Member of Legislative Council, Telangana
- Incumbent
- Assumed office 2023–present
- Constituency: Hyderabad Local Authorities

Personal details
- Party: All India Majlis-e-Ittehadul Muslimeen

= Mirza Rahmat Baig =

Indian politician

Mirza Rahmat Baig or Mirza Rahmat Bhaig Quadri is an Indian politician member of the Telangana Legislative Council since 2023 He was a member of the All India Majlis-e-Ittehadul Muslimeen (AIMIM) and constituency Hyderabad.

== Political career ==

In the 2021 Telangana Legislative Council elections for the Hyderabad Local Authorities constituency, Mirza Rahmat Baig was declared elected unopposed.
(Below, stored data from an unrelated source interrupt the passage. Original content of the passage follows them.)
use crate::model::impact::ImpactResult;
use crate::model::pool::ResourcePool;
use crate::model::scenario::Scenario;
use chrono::NaiveDate;
use serde::{Deserialize, Serialize};
use std::collections::BTreeSet;

/// Instantaneous demand on one critical date.
#[derive(Serialize, Deserialize, Debug, Clone, Copy, PartialEq, Eq)]
pub struct DemandPoint {
    pub date: NaiveDate,
    pub demand: i64,
}

/// Computes peak simultaneous demand over a set of date-ranged scenarios and
/// the capacity impact on a pool.
///
/// Holds no state: every call works only on the arguments it is given, so the
/// result has to be recomputed whenever the scenarios or the pool change.
#[derive(Debug, Default, Clone, Copy)]
pub struct IntervalDemandAggregator;

impl IntervalDemandAggregator {
    pub fn new() -> Self {
        Self
    }

    /// Every scenario start and end, sorted and de-duplicated. Demand can only
    /// change on these dates, so the peak is always attained on one of them.
    pub fn critical_dates(&self, scenarios: &[Scenario]) -> Vec<NaiveDate> {
        scenarios
            .iter()
            .flat_map(|s| [s.start, s.end])
            .collect::<BTreeSet<_>>()
            .into_iter()
            .collect()
    }

    /// Summed quantity of the scenarios active on `date`, clamped to the
    /// `i64` range.
    pub fn demand_at(&self, scenarios: &[Scenario], date: NaiveDate) -> i64 {
        saturate(self.wide_demand_at(scenarios, date))
    }

    fn wide_demand_at(&self, scenarios: &[Scenario], date: NaiveDate) -> i128 {
        scenarios
            .iter()
            .filter(|s| s.is_active_on(date))
            .map(|s| i128::from(s.quantity))
            .sum()
    }

    /// Peak simultaneous demand, checking each critical date against every
    /// scenario. O(C x S), fine for hand-entered scenario counts.
    ///
    /// Empty input yields 0, and so does input whose demand is negative on
    /// every critical date.
    pub fn compute_peak_demand(&self, scenarios: &[Scenario]) -> i64 {
        let peak = self
            .critical_dates(scenarios)
            .into_iter()
            .map(|d| self.wide_demand_at(scenarios, d))
            .fold(0, i128::max);
        saturate(peak)
    }

    /// Same contract as [`compute_peak_demand`](Self::compute_peak_demand) in
    /// O(S log S): boundary events are sorted once and the running total is
    /// sampled at each critical date.
    pub fn compute_peak_demand_sweep(&self, scenarios: &[Scenario]) -> i64 {
        let mut events: Vec<(NaiveDate, i128)> = Vec::with_capacity(scenarios.len() * 2);
        for s in scenarios.iter().filter(|s| !s.is_inverted()) {
            let quantity = i128::from(s.quantity);
            events.push((s.start, quantity));
            // No day after NaiveDate::MAX, and nothing left to sample there.
            if let Some(after) = s.end.succ_opt() {
                events.push((after, -quantity));
            }
        }
        events.sort_unstable_by_key(|(date, _)| *date);

        // i64 quantities summed in i128 cannot overflow for any realistic
        // number of scenarios.
        let mut running = 0i128;
        let mut peak = 0i128;
        let mut pending = events.into_iter().peekable();
        for date in self.critical_dates(scenarios) {
            while let Some((_, delta)) = pending.next_if(|(at, _)| *at <= date) {
                running += delta;
            }
            peak = peak.max(running);
        }
        saturate(peak)
    }

    /// Demand on every critical date, in date order.
    pub fn demand_profile(&self, scenarios: &[Scenario]) -> Vec<DemandPoint> {
        self.critical_dates(scenarios)
            .into_iter()
            .map(|date| DemandPoint {
                date,
                demand: self.demand_at(scenarios, date),
            })
            .collect()
    }

    /// Earliest critical date on which the peak is reached.
    pub fn peak_date(&self, scenarios: &[Scenario]) -> Option<NaiveDate> {
        let peak = self.compute_peak_demand(scenarios);
        self.demand_profile(scenarios)
            .into_iter()
            .find(|p| p.demand == peak)
            .map(|p| p.date)
    }

    pub fn compute_impact(&self, scenarios: &[Scenario], pool: &ResourcePool) -> ImpactResult {
        let peak_demand = self.compute_peak_demand(scenarios);
        let remaining_capacity = pool.remaining_after(peak_demand);
        let utilization_delta = if pool.total_capacity > 0 {
            peak_demand as f64 * 100.0 / pool.total_capacity as f64
        } else {
            0.0
        };

        ImpactResult {
            peak_demand,
            remaining_capacity,
            utilization_delta,
        }
    }
}

fn saturate(value: i128) -> i64 {
    value.clamp(i64::MIN.into(), i64::MAX.into()) as i64
}

#[cfg(test)]
mod tests {
    use super::*;
    use proptest::prelude::*;

    fn date(y: i32, m: u32, d: u32) -> NaiveDate {
        NaiveDate::from_ymd_opt(y, m, d).unwrap()
    }

    fn scenario(quantity: i64, start: NaiveDate, end: NaiveDate) -> Scenario {
        Scenario::new(quantity, start, end)
    }

    fn assert_both_peaks(scenarios: &[Scenario], expected: i64) {
        let agg = IntervalDemandAggregator::new();
        assert_eq!(agg.compute_peak_demand(scenarios), expected);
        assert_eq!(agg.compute_peak_demand_sweep(scenarios), expected);
    }

    #[test]
    fn test_overlapping_scenarios() {
        let agg = IntervalDemandAggregator::new();
        let pool = ResourcePool::new(100, 40);
        let scenarios = vec![
            scenario(10, date(2024, 1, 1), date(2024, 1, 5)),
            scenario(15, date(2024, 1, 3), date(2024, 1, 10)),
        ];

        assert_eq!(
            agg.critical_dates(&scenarios),
            vec![date(2024, 1, 1), date(2024, 1, 3), date(2024, 1, 5), date(2024, 1, 10)]
        );
        assert_eq!(agg.demand_at(&scenarios, date(2024, 1, 1)), 10);
        assert_eq!(agg.demand_at(&scenarios, date(2024, 1, 3)), 25);
        assert_eq!(agg.demand_at(&scenarios, date(2024, 1, 5)), 25);
        assert_eq!(agg.demand_at(&scenarios, date(2024, 1, 10)), 15);
        assert_both_peaks(&scenarios, 25);

        let impact = agg.compute_impact(&scenarios, &pool);
        assert_eq!(impact.peak_demand, 25);
        assert_eq!(impact.remaining_capacity, 15);
        assert_eq!(impact.utilization_delta, 25.0);
        assert!(!impact.is_oversubscribed());
    }

    #[test]
    fn test_oversubscription() {
        let agg = IntervalDemandAggregator::new();
        let pool = ResourcePool::new(50, 20);
        let scenarios = vec![scenario(30, date(2024, 2, 1), date(2024, 2, 2))];

        let impact = agg.compute_impact(&scenarios, &pool);
        assert_eq!(impact.peak_demand, 30);
        assert_eq!(impact.remaining_capacity, -10);
        assert_eq!(impact.utilization_delta, 60.0);
        assert!(impact.is_oversubscribed());
    }

    #[test]
    fn test_empty_set() {
        let agg = IntervalDemandAggregator::new();
        let pool = ResourcePool::new(10, 10);

        let impact = agg.compute_impact(&[], &pool);
        assert_eq!(impact.peak_demand, 0);
        assert_eq!(impact.remaining_capacity, 10);
        assert_eq!(impact.utilization_delta, 0.0);
        assert_both_peaks(&[], 0);
        assert_eq!(agg.peak_date(&[]), None);
        assert!(agg.demand_profile(&[]).is_empty());
    }

    #[test]
    fn test_disjoint_scenarios_do_not_add_up() {
        let scenarios = vec![
            scenario(5, date(2024, 1, 1), date(2024, 1, 2)),
            scenario(7, date(2024, 1, 5), date(2024, 1, 6)),
        ];
        assert_both_peaks(&scenarios, 7);
    }

    #[test]
    fn test_touching_ranges_overlap_on_shared_day() {
        let scenarios = vec![
            scenario(5, date(2024, 1, 1), date(2024, 1, 3)),
            scenario(7, date(2024, 1, 3), date(2024, 1, 6)),
        ];
        assert_both_peaks(&scenarios, 12);

        let adjacent = vec![
            scenario(5, date(2024, 1, 1), date(2024, 1, 3)),
            scenario(7, date(2024, 1, 4), date(2024, 1, 6)),
        ];
        assert_both_peaks(&adjacent, 7);
    }

    #[test]
    fn test_zero_total_capacity() {
        let agg = IntervalDemandAggregator::new();
        let pool = ResourcePool::new(0, 0);
        let scenarios = vec![scenario(3, date(2024, 1, 1), date(2024, 1, 1))];

        let impact = agg.compute_impact(&scenarios, &pool);
        assert_eq!(impact.peak_demand, 3);
        assert_eq!(impact.remaining_capacity, -3);
        assert_eq!(impact.utilization_delta, 0.0);
    }

    #[test]
    fn test_inverted_range_contributes_nothing() {
        let agg = IntervalDemandAggregator::new();
        let inverted = scenario(50, date(2024, 1, 9), date(2024, 1, 2));
        let normal = scenario(4, date(2024, 1, 1), date(2024, 1, 10));
        let scenarios = vec![inverted, normal];

        // Its dates still count as critical.
        assert_eq!(agg.critical_dates(&scenarios).len(), 4);
        assert_both_peaks(&scenarios, 4);
        assert_both_peaks(&scenarios[..1], 0);
    }

    #[test]
    fn test_negative_quantity_reduces_overlap() {
        let scenarios = vec![
            scenario(10, date(2024, 1, 1), date(2024, 1, 10)),
            scenario(-4, date(2024, 1, 5), date(2024, 1, 10)),
        ];
        // 01-01 -> 10, 01-05 -> 6, 01-10 -> 6
        assert_both_peaks(&scenarios, 10);

        let only_negative = vec![scenario(-4, date(2024, 1, 5), date(2024, 1, 10))];
        assert_both_peaks(&only_negative, 0);
    }

    #[test]
    fn test_sweep_samples_only_critical_dates() {
        // Between 01-04 and 01-05 the running total is 3, but no critical date
        // falls there.
        let scenarios = vec![
            scenario(-5, date(2024, 1, 1), date(2024, 1, 3)),
            scenario(3, date(2024, 1, 1), date(2024, 1, 10)),
            scenario(-10, date(2024, 1, 6), date(2024, 1, 10)),
        ];
        assert_both_peaks(&scenarios, 0);
    }

    #[test]
    fn test_peak_date_and_profile() {
        let agg = IntervalDemandAggregator::new();
        let scenarios = vec![
            scenario(10, date(2024, 1, 1), date(2024, 1, 5)),
            scenario(15, date(2024, 1, 3), date(2024, 1, 10)),
        ];

        assert_eq!(agg.peak_date(&scenarios), Some(date(2024, 1, 3)));
        let profile = agg.demand_profile(&scenarios);
        let demands: Vec<i64> = profile.iter().map(|p| p.demand).collect();
        assert_eq!(demands, vec![10, 25, 25, 15]);
    }

    #[test]
    fn test_compute_impact_is_idempotent() {
        let agg = IntervalDemandAggregator::new();
        let pool = ResourcePool::new(100, 40);
        let scenarios = vec![
            scenario(10, date(2024, 1, 1), date(2024, 1, 5)),
            scenario(15, date(2024, 1, 3), date(2024, 1, 10)),
        ];
        assert_eq!(agg.compute_impact(&scenarios, &pool), agg.compute_impact(&scenarios, &pool));
    }

    #[test]
    fn test_extreme_quantities_saturate() {
        let agg = IntervalDemandAggregator::new();
        let d = date(2024, 1, 1);
        let scenarios = vec![scenario(i64::MAX, d, d), scenario(1, d, d), scenario(i64::MAX, d, date(2024, 1, 2))];
        assert_both_peaks(&scenarios, i64::MAX);
        assert_eq!(agg.demand_at(&scenarios, d), i64::MAX);
        assert_eq!(agg.peak_date(&scenarios), Some(d));

        let impact = agg.compute_impact(&scenarios[..2], &ResourcePool::new(10, 10));
        assert_eq!(impact.peak_demand, i64::MAX);
        assert_eq!(impact.remaining_capacity, 10 - i64::MAX);
        assert!(impact.is_oversubscribed());

        let impact = agg.compute_impact(&scenarios, &ResourcePool::new(u64::MAX, u64::MAX));
        assert_eq!(impact.remaining_capacity, i64::MAX);
        assert!(!impact.is_oversubscribed());

        // A large positive and a large negative cancel instead of wrapping.
        let cancelling = vec![scenario(i64::MAX, d, d), scenario(i64::MIN, d, d), scenario(3, d, d)];
        assert_both_peaks(&cancelling, 2);
        let sunk = vec![scenario(i64::MIN, d, d), scenario(i64::MIN, d, d)];
        assert_eq!(agg.demand_at(&sunk, d), i64::MIN);
        assert_both_peaks(&sunk, 0);
    }

    #[test]
    fn test_range_ending_on_last_representable_day() {
        let agg = IntervalDemandAggregator::new();
        let last = NaiveDate::MAX;
        let before = last.pred_opt().unwrap();
        let scenarios = vec![
            scenario(4, before, last),
            scenario(6, last, last),
            scenario(-20, date(2024, 1, 1), date(2024, 1, 2)),
        ];
        assert_both_peaks(&scenarios, 10);
        assert_eq!(agg.peak_date(&scenarios), Some(last));

        let negative_tail = vec![scenario(5, before, before), scenario(-3, before, last)];
        assert_both_peaks(&negative_tail, 2);
        assert_eq!(agg.demand_at(&negative_tail, last), -3);
    }

    fn arb_scenario(allow_negative: bool) -> impl Strategy<Value = Scenario> {
        let quantity = if allow_negative { -20i64..50 } else { 0i64..50 };
        (quantity, 0i64..60, -5i64..20).prop_map(|(q, offset, len)| {
            let start = date(2024, 1, 1) + chrono::Duration::days(offset);
            Scenario::new(q, start, start + chrono::Duration::days(len))
        })
    }

    proptest! {
        #[test]
        fn prop_sweep_matches_critical_dates(scenarios in prop::collection::vec(arb_scenario(true), 0..12)) {
            let agg = IntervalDemandAggregator::new();
            prop_assert_eq!(agg.compute_peak_demand(&scenarios), agg.compute_peak_demand_sweep(&scenarios));
        }

        #[test]
        fn prop_order_independent(scenarios in prop::collection::vec(arb_scenario(true), 0..12)) {
            let agg = IntervalDemandAggregator::new();
            let mut reversed = scenarios.clone();
            reversed.reverse();
            let mut rotated = scenarios.clone();
            if !rotated.is_empty() {
                rotated.rotate_left(1);
            }
            let peak = agg.compute_peak_demand(&scenarios);
            prop_assert_eq!(peak, agg.compute_peak_demand(&reversed));
            prop_assert_eq!(peak, agg.compute_peak_demand(&rotated));
        }

        #[test]
        fn prop_single_scenario_is_attainable(scenarios in prop::collection::vec(arb_scenario(false), 1..12)) {
            let agg = IntervalDemandAggregator::new();
            let peak = agg.compute_peak_demand(&scenarios);
            prop_assert!(peak >= 0);
            for s in scenarios.iter().filter(|s| !s.is_inverted()) {
                prop_assert!(peak >= s.quantity);
            }
        }

        #[test]
        fn prop_adding_positive_scenario_never_lowers_peak(
            scenarios in prop::collection::vec(arb_scenario(false), 0..12),
            extra in arb_scenario(false),
        ) {
            let agg = IntervalDemandAggregator::new();
            let before = agg.compute_peak_demand(&scenarios);
            let mut grown = scenarios.clone();
            grown.push(extra);
            prop_assert!(agg.compute_peak_demand(&grown) >= before);
        }
    }
}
Other candidates, including independent civic advocate Mohammed Rahim Khan, had also filed nominations, but their papers were rejected or withdrawn.

==Controversies==

AIMIM expelled its Member of the Legislative Council, Mirza Rahmath Baig, on August 29 2026, directing him to resign from the Telangana Legislative Council. The party's official statement did not specify the reason for the disciplinary action. The development follows Baig's complaint to the Cyber Crime Police regarding alleged blackmail attempts using deepfake content, and also comes amid unverified reports about an alleged incident involving a minor.